A unique design for our top climbing harnesses, designed to give a naturally balanced hanging position. Our stitched-through belay loop creates a higher centre of balance and therefore a more stable hanging position. Unlike other belay loops, our located belay loop is designed to tie directly into. The ultimate strength of the belay loop is over 35 kN – nearly double that of many other belay loops – and it is reinforced to ensure maximum life.

How to attach a Harness

Most climbing harnesses use a plain open loop to attach leg loops to the waist belt. This belay loop is for karabiner attachment while belaying, abseiling or connecting to anchors. When tying into a rope, the rope must be tied around both the leg loop and waist belt, following the belay loop. As a result these harnesses have an effectively lower centre of balance. This may be dangerous for some people because they may tend to tip backwards in a fall, which is likely to cause head injuries.

An option to tying in solely to the top of the belay loop is to include the waist strap also (see drawing). This will alter the harness geometry but may suit some people better.

Do not use the traditional tie in method unless you are sure that the resultant hanging position will not cause tipping back into a head-first fall.
Direct attachment point

A single attachment point that you can tie or clip everything into.

A single attachment point that you can tie or clip everything into.
A single attachment point that you can tie or clip everything into.

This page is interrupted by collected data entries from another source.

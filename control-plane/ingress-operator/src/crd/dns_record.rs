use kube::CustomResource;
use schemars::JsonSchema;
use serde::{Deserialize, Serialize};

use super::cluster_config::DNSZone;

#[derive(
    CustomResource,
    Deserialize,
    Serialize,
    Clone,
    Debug,
    Default,
    JsonSchema,
    PartialEq,
)]
#[kube(
    group = "ingress.operator.openshift.io",
    version = "v1",
    kind = "DNSRecord",
    plural = "dnsrecords",
    namespaced
)]
#[serde(rename_all = "camelCase")]
pub struct DNSRecordSpec {
    /// Fully qualified name, e.g. `*.apps.example.com.`
    pub dns_name: String,
    pub record_type: DNSRecordType,
    pub targets: Vec<String>,
    #[serde(rename = "recordTTL")]
    pub record_ttl: i64,
    /// Zones the record is published to.
    #[serde(default, skip_serializing_if = "Vec::is_empty")]
    pub zones: Vec<DNSZone>,
}

#[derive(
    Deserialize, Serialize, Clone, Copy, Debug, Default, JsonSchema, PartialEq,
    Eq,
)]
pub enum DNSRecordType {
    #[default]
    CNAME,
    A,
}
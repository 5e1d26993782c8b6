use k8s_openapi::api::core::v1::{Namespace, ServiceAccount};
use k8s_openapi::api::rbac::v1::{
    ClusterRole, ClusterRoleBinding, PolicyRule, RoleRef, Subject,
};
use k8s_openapi::apimachinery::pkg::apis::meta::v1::ObjectMeta;

pub const ROUTER_SERVICE_ACCOUNT: &str = "router";
pub const ROUTER_CLUSTER_ROLE: &str = "openshift-ingress-router";

pub(crate) fn rule(groups: &[&str], resources: &[&str], verbs: &[&str]) -> PolicyRule {
    PolicyRule {
        api_groups: Some(groups.iter().map(|s| s.to_string()).collect()),
        resources: Some(resources.iter().map(|s| s.to_string()).collect()),
        verbs: verbs.iter().map(|s| s.to_string()).collect(),
        ..Default::default()
    }
}

pub fn router_namespace(name: &str) -> Namespace {
    let mut labels = std::collections::BTreeMap::new();
    labels.insert("name".to_string(), name.to_string());
    labels.insert("openshift.io/cluster-monitoring".to_string(), "true".to_string());
    Namespace {
        metadata: ObjectMeta {
            name: Some(name.to_string()),
            labels: Some(labels),
            ..Default::default()
        },
        ..Default::default()
    }
}

pub fn router_service_account(namespace: &str) -> ServiceAccount {
    ServiceAccount {
        metadata: ObjectMeta {
            name: Some(ROUTER_SERVICE_ACCOUNT.to_string()),
            namespace: Some(namespace.to_string()),
            ..Default::default()
        },
        ..Default::default()
    }
}

pub fn router_cluster_role() -> ClusterRole {
    ClusterRole {
        metadata: ObjectMeta {
            name: Some(ROUTER_CLUSTER_ROLE.to_string()),
            ..Default::default()
        },
        rules: Some(vec![
            rule(&[""], &["endpoints", "namespaces", "services"], &["list", "watch"]),
            rule(
                &["authentication.k8s.io"],
                &["tokenreviews"],
                &["create"],
            ),
            rule(
                &["authorization.k8s.io"],
                &["subjectaccessreviews"],
                &["create"],
            ),
            rule(&["route.openshift.io"], &["routes"], &["list", "watch"]),
            rule(&["route.openshift.io"], &["routes/status"], &["update"]),
            rule(
                &["discovery.k8s.io"],
                &["endpointslices"],
                &["list", "watch"],
            ),
        ]),
        ..Default::default()
    }
}

pub fn router_cluster_role_binding(namespace: &str) -> ClusterRoleBinding {
    ClusterRoleBinding {
        metadata: ObjectMeta {
            name: Some(ROUTER_CLUSTER_ROLE.to_string()),
            ..Default::default()
        },
        role_ref: RoleRef {
            api_group: "rbac.authorization.k8s.io".to_string(),
            kind: "ClusterRole".to_string(),
            name: ROUTER_CLUSTER_ROLE.to_string(),
        },
        subjects: Some(vec![Subject {
            kind: "ServiceAccount".to_string(),
            name: ROUTER_SERVICE_ACCOUNT.to_string(),
            namespace: Some(namespace.to_string()),
            ..Default::default()
        }]),
    }
}
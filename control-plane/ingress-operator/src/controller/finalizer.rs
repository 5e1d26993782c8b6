use kube::ResourceExt;
use tracing::info;

use super::ControllerContext;
use super::errors::ReconcileError;
use crate::crd::IngressController;
use crate::store::{ObjectKey, ObjectStore};

/// Guard token keeping an IngressController around until its router is torn
/// down.
pub const INGRESS_CONTROLLER_FINALIZER: &str =
    "ingresscontroller.operator.openshift.io/finalizer-ingresscontroller";

pub fn has_finalizer(ic: &IngressController) -> bool {
    ic.finalizers()
        .iter()
        .any(|f| f == INGRESS_CONTROLLER_FINALIZER)
}

pub struct FinalizerManager<S> {
    ctx: ControllerContext<S>,
}

impl<S: ObjectStore> FinalizerManager<S> {
    pub fn new(ctx: ControllerContext<S>) -> Self {
        Self { ctx }
    }

    /// Add the finalizer unless present. Terminating objects are left alone.
    pub async fn ensure(
        &self,
        ic: &mut IngressController,
    ) -> Result<(), ReconcileError> {
        if ic.is_terminating() || has_finalizer(ic) {
            return Ok(());
        }
        let key = ObjectKey::of(ic);
        let mut updated = ic.clone();
        updated
            .finalizers_mut()
            .push(INGRESS_CONTROLLER_FINALIZER.to_string());
        *ic = self.ctx.store.update(&updated).await.map_err(|e| {
            ReconcileError::store(
                format!("add finalizer to ingresscontroller {}", key),
                e,
            )
        })?;
        info!(ns = %ic.namespace().unwrap_or_default(), name = %ic.name_any(), "enforced finalizer");
        Ok(())
    }

    pub async fn remove(
        &self,
        ic: &mut IngressController,
    ) -> Result<(), ReconcileError> {
        if !has_finalizer(ic) {
            return Ok(());
        }
        let key = ObjectKey::of(ic);
        let mut updated = ic.clone();
        updated
            .finalizers_mut()
            .retain(|f| f != INGRESS_CONTROLLER_FINALIZER);
        *ic = self.ctx.store.update(&updated).await.map_err(|e| {
            ReconcileError::store(
                format!("remove finalizer from ingresscontroller {}", key),
                e,
            )
        })?;
        info!(ns = %ic.namespace().unwrap_or_default(), name = %ic.name_any(), "removed finalizer");
        Ok(())
    }
}
pub mod config;
pub mod controller;
pub mod crd;
pub mod dispatch;
pub mod runtime;
pub mod store;
pub mod templates;
pub mod web;

use tracing_subscriber::{
    EnvFilter, filter::LevelFilter, layer::SubscriberExt,
    util::SubscriberInitExt,
};

pub fn init_tracing(default_env: &str) {
    let filter = EnvFilter::builder()
        .with_env_var("RUST_LOG")
        .from_env_lossy()
        .add_directive(
            default_env
                .parse()
                .unwrap_or_else(|_| LevelFilter::INFO.into()),
        );

    let _ = tracing_subscriber::registry()
        .with(tracing_subscriber::fmt::layer())
        .with(filter)
        .try_init();
}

The advantages of this concept are its simplicity and the benefit of having all attachments horizontally arranged. This attachment is used on many of our harnesses, particularly those design for group activities and outdoor education. Each product uses a different variation of the direct attachment point, but the principle remains the same.

Any attachment using either a rope or karabiner is made directly to the front of the harness (making sure to exclude the retaining loop which prevents the rope or karabiner moving sideways in the case of the Classic harness).

Anchoring safely

Many climbers are unaware of the requirements for safe anchoring. In the first place, the anchors must obviously be secure (note that we are using the term “belay” only in the narrow and more correct sense of controlling the rope).

Secondly, the method of connecting the anchors to each other must be sound (this is a complex topic which cannot be covered here), and thirdly the connection from the anchors to the harness must be safe. Here many people make the mistake of attaching to the rear of the harness. This is fundamentally incorrect, even if the harness has a strong enough attachment point available, because it inserts the belayer’s body between the anchor and the belay (the point where the load is being applied to the belayer). The anchor connection must always be to the attachment area at the front of the harness.

Note: When tying on to a rope it is always preferable to tie the rope directly to the harness, rather than use an intermediate karabiner, as the rope can conceivably detach from the karabiner. Also, the gate can catch on the harness and may be side-loaded by the rope.